The hardest part about coming home is actually coming home.
By which I mean the actually moving about part. In my case, it starts with a drive from my hometown to a bigger city with a bigger airport - usually L.A., sometimes Phoenix or San Diego; every once in a great while San Jose or Las Vegas. And while driving in America is not arduous, it's not exactly fun either. Especially considering that arriving at the airport is just the end of the beginning.
If just getting to the airport is the long, slow climb up to the top of the first arc of the roller coaster, everything from parking to getting to your gate is the mad rush down the other side: make sure you're in the right line for the right parking area at the right terminal. Get a cart and tetris your suitcases until they all fit on it. Then push it while corralling children, parents, significant others, friends, and assorted companions. Get to the terminal building. Figure out which floor departures are on. Get an elevator. Or two. Or three.
Do you need to check-in? Why didn't you do it online? Do you have your passport, your frequent flier login, neatly written luggage tags? Have you packed your own suitcases? Can I see your passport one more time? Here, you're all checked in.
All that just to get to the security shuffle. Take off your shoes, your belt, your pants, your socks, your wedding ring, your glasses, your dignity and place your hands on these circles then step through the gate. Once more please.
Now wait. Ah, your plane's delayed. I guess that's just another chance to go wander through all the shops and wonder if one more slice of pizza will kill you mid-flight.
Now spend the next twelve hours in the air.
The seat is comfortable for the first 45 minutes.
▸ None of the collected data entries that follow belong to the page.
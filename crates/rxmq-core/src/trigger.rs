//! Trigger message decoding.
//!
//! A trigger monitor passes `MQTM` through an input stem; a program started
//! by a trigger monitor receives `MQTMC2` as its argument string. Each caller
//! convention accepts only its own layout and reports the other one as a
//! mismatch.

use rxmq_wire::ByteOrder;
use rxmq_wire::constants::{
    MQTM_LENGTH, MQTM_STRUC_ID, MQTM_VERSION_1, MQTMC_STRUC_ID, MQTMC_VERSION_2, MQTMC2_LENGTH,
};
use rxmq_wire::layout::{CompactTrigger, build_tmc2, parse_tm, parse_tmc2};
use tracing::debug;

use crate::codec::StemWriter;
use crate::context::{ConnectionContext, queue_manager_of};
use crate::error::{TriggerError, TriggerForm};
use crate::fields::FieldSet;

/// Tag of the synthesized compact trigger, kept out of the inventory.
pub const COMPACT_TRIGGER_TAG: &str = "PL";

/// Trigger bytes and the convention they arrived through.
#[derive(Debug, Clone, Copy, PartialEq, Eq)]
pub enum TriggerInput<'a> {
    /// Contents of `.1` from an input stem.
    Stem(&'a [u8]),
    /// The raw argument string.
    Raw(&'a [u8]),
}

impl<'a> TriggerInput<'a> {
    #[must_use]
    pub const fn form(self) -> TriggerForm {
        match self {
            Self::Stem(_) => TriggerForm::Message,
            Self::Raw(_) => TriggerForm::Compact,
        }
    }

    #[must_use]
    pub const fn bytes(self) -> &'a [u8] {
        match self {
            Self::Stem(bytes) | Self::Raw(bytes) => bytes,
        }
    }
}

#[derive(Debug, Clone, PartialEq, Eq)]
pub struct DecodedTrigger {
    pub form: TriggerForm,
    pub fields: FieldSet,
}

#[derive(Debug, Clone, Copy, PartialEq, Eq)]
enum Detected {
    Message,
    Compact,
}

/// Identify the layout from the discriminator and version.
fn detect(data: &[u8], form: TriggerForm, order: ByteOrder) -> Result<Detected, TriggerError> {
    let Some(struc_id) = data.first_chunk::<4>() else {
        return Err(match form {
            TriggerForm::Message => TriggerError::CannotLocateHeader { length: data.len() },
            TriggerForm::Compact => TriggerError::CannotFindHeader { length: data.len() },
        });
    };
    let by_id = match struc_id {
        id if id == MQTM_STRUC_ID => Detected::Message,
        id if id == MQTMC_STRUC_ID => Detected::Compact,
        other => {
            return Err(TriggerError::UnknownHeader {
                found: String::from_utf8_lossy(other).into_owned(),
            });
        }
    };
    let Some(version) = data.get(4..8).and_then(|v| v.first_chunk::<4>()) else {
        return Err(TriggerError::UnknownVersion);
    };
    let by_version = if version == MQTMC_VERSION_2 {
        Detected::Compact
    } else if order.i32_from(*version) == MQTM_VERSION_1 {
        Detected::Message
    } else {
        return Err(TriggerError::UnknownVersion);
    };

    let (expected, required) = match form {
        TriggerForm::Message => (Detected::Message, MQTM_LENGTH),
        TriggerForm::Compact => (Detected::Compact, MQTMC2_LENGTH),
    };
    if by_id != expected {
        return Err(TriggerError::HeaderMismatch { expected: form });
    }
    if by_version != expected {
        return Err(TriggerError::VersionMismatch { expected: form });
    }
    if data.len() < required {
        return Err(match form {
            TriggerForm::Message => TriggerError::ShortTrigger { length: data.len() },
            TriggerForm::Compact => TriggerError::ShortCompactTrigger { length: data.len() },
        });
    }
    Ok(expected)
}

/// Split a trigger message into fields.
///
/// For `MQTM` the compact form a started program would receive is added as
/// `PL`, with the queue manager taken from `ctx`.
pub fn decode_trigger(
    input: TriggerInput<'_>,
    ctx: Option<&ConnectionContext>,
    order: ByteOrder,
) -> Result<DecodedTrigger, TriggerError> {
    let form = input.form();
    let data = input.bytes();
    let detected = detect(data, form, order)?;
    debug!(?form, length = data.len(), "decoding trigger");

    let mut fields = FieldSet::new();
    let mut writer = StemWriter::without_inventory(&mut fields, "");
    match detected {
        Detected::Message => {
            let tm = parse_tm(data, order)?;
            writer.put_fixed_string("QN", &tm.q_name);
            writer.put_fixed_string("PN", &tm.process_name);
            writer.put_fixed_string("TD", &tm.trigger_data);
            writer.put_int("AT", tm.appl_type);
            writer.put_fixed_string("AID", &tm.appl_id);
            writer.put_fixed_string("ED", &tm.env_data);
            writer.put_fixed_string("UD", &tm.user_data);

            let qmgr = queue_manager_of(ctx);
            let compact = CompactTrigger::from_tm(&tm, qmgr.as_bytes());
            fields.push_unlisted(COMPACT_TRIGGER_TAG, build_tmc2(&compact));
        }
        Detected::Compact => {
            let tmc = parse_tmc2(data)?;
            writer.put_fixed_string("QN", &tmc.q_name);
            writer.put_fixed_string("PN", &tmc.process_name);
            writer.put_fixed_string("TD", &tmc.trigger_data);
            writer.put_fixed_string("AID", &tmc.appl_id);
            writer.put_fixed_string("ED", &tmc.env_data);
            writer.put_fixed_string("UD", &tmc.user_data);
            writer.put_fixed_string("QM", &tmc.qmgr_name);
        }
    }

    Ok(DecodedTrigger { form, fields })
}

#[cfg(test)]
mod tests {
    use rxmq_wire::fixed;
    use rxmq_wire::layout::{TriggerMessage, build_tm};

    use super::*;

    const ORDER: ByteOrder = ByteOrder::Little;

    fn sample_tm() -> TriggerMessage {
        TriggerMessage {
            q_name: fixed(b"APP.INITQ", b' '),
            process_name: fixed(b"APP.PROC", b' '),
            appl_type: 6,
            ..TriggerMessage::default()
        }
    }

    #[test]
    fn test_message_form_adds_compact_payload() {
        let buffer = build_tm(&sample_tm(), ORDER);
        let ctx = ConnectionContext::connected("QM1");

        let decoded = decode_trigger(TriggerInput::Stem(&buffer), Some(&ctx), ORDER).unwrap();
        assert_eq!(decoded.form, TriggerForm::Message);
        assert_eq!(decoded.fields.inventory().as_str(), "QN PN TD AT AID ED UD");
        assert_eq!(decoded.fields.get("AT"), Some(&b"6"[..]));

        let compact = decoded.fields.get(COMPACT_TRIGGER_TAG).unwrap();
        assert_eq!(compact.len(), MQTMC2_LENGTH);
        assert_eq!(&compact[..8], b"TMC    2");
        assert_eq!(&compact[168..172], b"   6");
        assert_eq!(&compact[684..687], b"QM1");
        assert!(compact[687..].iter().all(|&b| b == b' '));
    }

    #[test]
    fn test_compact_form_without_connection() {
        let tm = sample_tm();
        let compact = build_tmc2(&CompactTrigger::from_tm(&tm, b""));

        let decoded = decode_trigger(TriggerInput::Raw(&compact), None, ORDER).unwrap();
        assert_eq!(decoded.fields.inventory().as_str(), "QN PN TD AID ED UD QM");
        assert_eq!(decoded.fields.get("QM").map(<[u8]>::len), Some(48));
        assert!(decoded.fields.get(COMPACT_TRIGGER_TAG).is_none());
    }

    #[test]
    fn test_conventions_reject_each_other() {
        let tm = build_tm(&sample_tm(), ORDER);
        let tmc = build_tmc2(&CompactTrigger::default());

        let err = decode_trigger(TriggerInput::Raw(&tm), None, ORDER).unwrap_err();
        assert_eq!(err.to_string(), "Header mismatch (2<>C)");
        assert_eq!(err.code(), -16);

        let err = decode_trigger(TriggerInput::Stem(&tmc), None, ORDER).unwrap_err();
        assert_eq!(err.to_string(), "Header mismatch (1<>1)");
        assert_eq!(err.code(), -14);
    }

    #[test]
    fn test_detection_failures() {
        let cases: [(TriggerInput<'_>, i32); 6] = [
            (TriggerInput::Stem(b"TM "), -8),
            (TriggerInput::Raw(b"TM "), -11),
            (TriggerInput::Stem(b"XYZ 0000"), -12),
            (TriggerInput::Stem(b"TM  \x07\0\0\0"), -13),
            (TriggerInput::Stem(b"TM     2"), -15),
            (TriggerInput::Stem(b"TM  \x01\0\0\0short"), -18),
        ];
        for (input, code) in cases {
            let err = decode_trigger(input, None, ORDER).unwrap_err();
            assert_eq!(err.code(), code, "{input:?}");
        }
    }
}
Then the idiot in front of you reclines his so far that you're left no choice but to bash into it every time you get up to stretch which you'll do more and more frequently as the flight progresses. And everytime you get up you pause the crappy movie you've already seen a dozen times and wonder why you bother.
Finally, you've made it to the other side and now, instead of security, there's immigration and customs and baggage claim. And once you're through all that...well, if you're me, there's another three hour drive before you can sink into the warm embrace of your own bed.
All in all, it's quite the journey.
This summer, I took a trip to the States. I travelled back to the States. I journeyed to the States. My travels saw me return to my hometown. I tripped along the highways and byways and alit in my own backyard...okay, that's a bit too poetic, even for me. But I've been thinking about journey and all its near-synonyms for a minute.
One of the things I noticed on this trip back to the States was the increased use of journey to mean a path of betterment. Everyone's on a weight-loss journey or a financial journey or a house-renovation journey or even a spiritual journey. This use of journey is not particularly new; Merriam-Webster lists "the journey from youth to maturity" as an example usage of journey before it gets around to anything as mundane actually moving in physical space.
That said, the earliest entry I could find for any of the phrases mentioned above is in the Corpus of Historical American English, which includes mentions of spiritual journey all the way back in 1981. Meanwhile, changing to the Corpus of Contemporary American English, weight-loss journey1 is from 1995, while financial journey dates to 2012. So journey, it seems is becoming a little bit less literal than it used to be. Then again, the hero’s journey, arguably ground zero for describing one’s metaphorical path dates back to The Hero with a Thousand Faces, first published in 1949.
Historically, a journey meant the distance one could travel in a day. In other words, if you were walking all day you journeyed from point A to point B. Which makes my own journey home more of a classical journey than I had realized. To me, a journey was a long, arduous, and perhaps even dangerous trip. Blame movies and stories like Journey to the Center of the Earth and Journey to the West. But, what I mean is, in my long journey from the U.S. to Japan, I took less than a day to travel halfway around the world.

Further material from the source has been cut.